> **Provided data**:
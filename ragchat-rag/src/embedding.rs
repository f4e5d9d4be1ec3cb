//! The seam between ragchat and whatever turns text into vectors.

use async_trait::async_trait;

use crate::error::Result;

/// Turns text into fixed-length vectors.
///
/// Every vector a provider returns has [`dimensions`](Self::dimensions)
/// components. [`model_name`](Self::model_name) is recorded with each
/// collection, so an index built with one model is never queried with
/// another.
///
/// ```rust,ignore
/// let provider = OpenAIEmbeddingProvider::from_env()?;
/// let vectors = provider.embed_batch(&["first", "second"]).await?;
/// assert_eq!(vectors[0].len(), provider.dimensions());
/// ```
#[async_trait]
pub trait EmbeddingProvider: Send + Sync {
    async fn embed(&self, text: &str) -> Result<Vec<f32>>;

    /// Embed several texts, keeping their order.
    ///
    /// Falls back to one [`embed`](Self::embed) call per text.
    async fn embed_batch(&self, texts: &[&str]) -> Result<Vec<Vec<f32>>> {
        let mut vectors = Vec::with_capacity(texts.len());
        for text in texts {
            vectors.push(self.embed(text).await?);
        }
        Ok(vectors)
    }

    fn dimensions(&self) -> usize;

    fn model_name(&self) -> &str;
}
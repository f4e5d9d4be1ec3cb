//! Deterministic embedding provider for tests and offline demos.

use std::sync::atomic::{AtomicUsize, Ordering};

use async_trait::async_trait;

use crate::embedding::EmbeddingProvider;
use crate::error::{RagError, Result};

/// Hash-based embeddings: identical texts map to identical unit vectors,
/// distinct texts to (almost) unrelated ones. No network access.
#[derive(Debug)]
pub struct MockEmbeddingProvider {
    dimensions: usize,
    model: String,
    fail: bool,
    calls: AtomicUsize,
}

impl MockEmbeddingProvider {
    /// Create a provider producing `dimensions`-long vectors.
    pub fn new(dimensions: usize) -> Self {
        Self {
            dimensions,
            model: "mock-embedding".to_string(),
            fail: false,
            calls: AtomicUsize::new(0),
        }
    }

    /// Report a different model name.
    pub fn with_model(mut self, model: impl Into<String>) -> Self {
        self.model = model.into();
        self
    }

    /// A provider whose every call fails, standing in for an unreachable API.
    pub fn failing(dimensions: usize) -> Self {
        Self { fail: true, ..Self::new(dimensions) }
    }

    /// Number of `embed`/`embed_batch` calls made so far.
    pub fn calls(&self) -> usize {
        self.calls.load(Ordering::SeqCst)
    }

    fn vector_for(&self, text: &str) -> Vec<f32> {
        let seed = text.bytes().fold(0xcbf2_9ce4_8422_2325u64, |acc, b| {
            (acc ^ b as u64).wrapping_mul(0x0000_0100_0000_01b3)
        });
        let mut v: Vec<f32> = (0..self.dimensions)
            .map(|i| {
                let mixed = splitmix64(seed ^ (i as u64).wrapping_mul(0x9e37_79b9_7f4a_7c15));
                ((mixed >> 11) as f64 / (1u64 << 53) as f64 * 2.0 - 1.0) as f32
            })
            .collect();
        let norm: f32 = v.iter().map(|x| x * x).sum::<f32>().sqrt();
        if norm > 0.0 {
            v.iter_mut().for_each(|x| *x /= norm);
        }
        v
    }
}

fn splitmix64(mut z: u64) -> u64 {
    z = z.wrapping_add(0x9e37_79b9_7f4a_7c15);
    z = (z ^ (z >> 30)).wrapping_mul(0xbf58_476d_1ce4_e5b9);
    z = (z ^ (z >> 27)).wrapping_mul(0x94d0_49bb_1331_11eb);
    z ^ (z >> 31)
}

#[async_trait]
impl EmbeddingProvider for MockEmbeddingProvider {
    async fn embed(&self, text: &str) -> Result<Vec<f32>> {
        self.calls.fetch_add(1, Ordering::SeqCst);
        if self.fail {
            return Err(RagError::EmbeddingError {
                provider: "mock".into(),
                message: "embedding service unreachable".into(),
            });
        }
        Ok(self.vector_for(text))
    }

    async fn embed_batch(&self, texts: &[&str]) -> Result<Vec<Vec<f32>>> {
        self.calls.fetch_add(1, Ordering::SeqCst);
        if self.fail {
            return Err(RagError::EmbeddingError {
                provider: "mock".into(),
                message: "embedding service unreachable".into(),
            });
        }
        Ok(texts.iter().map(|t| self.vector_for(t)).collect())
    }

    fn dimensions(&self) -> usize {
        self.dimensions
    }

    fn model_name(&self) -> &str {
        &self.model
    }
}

* * *

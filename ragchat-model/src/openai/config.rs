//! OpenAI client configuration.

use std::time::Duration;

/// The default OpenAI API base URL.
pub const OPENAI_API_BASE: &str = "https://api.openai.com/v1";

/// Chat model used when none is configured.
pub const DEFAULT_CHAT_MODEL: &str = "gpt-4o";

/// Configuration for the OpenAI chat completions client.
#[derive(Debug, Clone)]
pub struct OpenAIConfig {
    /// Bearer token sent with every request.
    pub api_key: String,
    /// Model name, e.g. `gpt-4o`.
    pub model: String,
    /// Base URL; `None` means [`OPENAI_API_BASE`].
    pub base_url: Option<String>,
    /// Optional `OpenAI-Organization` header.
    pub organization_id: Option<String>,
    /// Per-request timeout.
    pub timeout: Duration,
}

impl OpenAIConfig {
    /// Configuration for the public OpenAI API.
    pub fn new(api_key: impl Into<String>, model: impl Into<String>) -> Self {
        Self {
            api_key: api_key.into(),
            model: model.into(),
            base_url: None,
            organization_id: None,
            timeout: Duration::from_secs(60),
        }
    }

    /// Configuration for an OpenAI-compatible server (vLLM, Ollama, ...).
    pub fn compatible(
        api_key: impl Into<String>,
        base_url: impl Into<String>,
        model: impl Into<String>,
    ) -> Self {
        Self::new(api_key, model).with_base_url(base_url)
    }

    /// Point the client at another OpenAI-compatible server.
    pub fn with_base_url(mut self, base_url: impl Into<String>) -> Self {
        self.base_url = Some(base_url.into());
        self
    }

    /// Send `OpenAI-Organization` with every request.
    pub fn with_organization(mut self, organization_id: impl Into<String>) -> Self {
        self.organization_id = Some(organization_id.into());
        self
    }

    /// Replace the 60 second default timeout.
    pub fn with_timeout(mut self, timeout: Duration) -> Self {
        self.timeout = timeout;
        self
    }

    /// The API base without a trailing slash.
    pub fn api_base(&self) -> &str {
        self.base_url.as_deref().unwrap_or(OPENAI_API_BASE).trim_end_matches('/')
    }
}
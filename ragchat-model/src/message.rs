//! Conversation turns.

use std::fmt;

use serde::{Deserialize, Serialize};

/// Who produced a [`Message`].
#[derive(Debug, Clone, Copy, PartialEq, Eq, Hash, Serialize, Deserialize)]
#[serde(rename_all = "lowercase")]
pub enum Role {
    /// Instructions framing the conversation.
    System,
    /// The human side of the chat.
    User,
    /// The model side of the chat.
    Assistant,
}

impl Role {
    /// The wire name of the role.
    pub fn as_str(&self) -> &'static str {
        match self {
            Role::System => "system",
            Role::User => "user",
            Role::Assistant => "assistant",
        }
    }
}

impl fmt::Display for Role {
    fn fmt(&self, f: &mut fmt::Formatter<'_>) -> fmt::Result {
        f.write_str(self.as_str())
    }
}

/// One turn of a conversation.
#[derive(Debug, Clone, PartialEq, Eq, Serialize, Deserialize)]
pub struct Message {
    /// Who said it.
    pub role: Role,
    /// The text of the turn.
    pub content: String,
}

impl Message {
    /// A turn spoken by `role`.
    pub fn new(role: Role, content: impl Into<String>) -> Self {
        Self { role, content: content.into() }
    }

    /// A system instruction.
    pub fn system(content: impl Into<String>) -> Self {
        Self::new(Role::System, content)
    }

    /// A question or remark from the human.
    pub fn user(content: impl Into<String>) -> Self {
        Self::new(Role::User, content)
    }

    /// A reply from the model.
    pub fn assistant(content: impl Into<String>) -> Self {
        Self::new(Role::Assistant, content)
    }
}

> **Action item**: Using the material above, state how many lines include the string "human". Answer with a single number.

> **Worked solution**: 2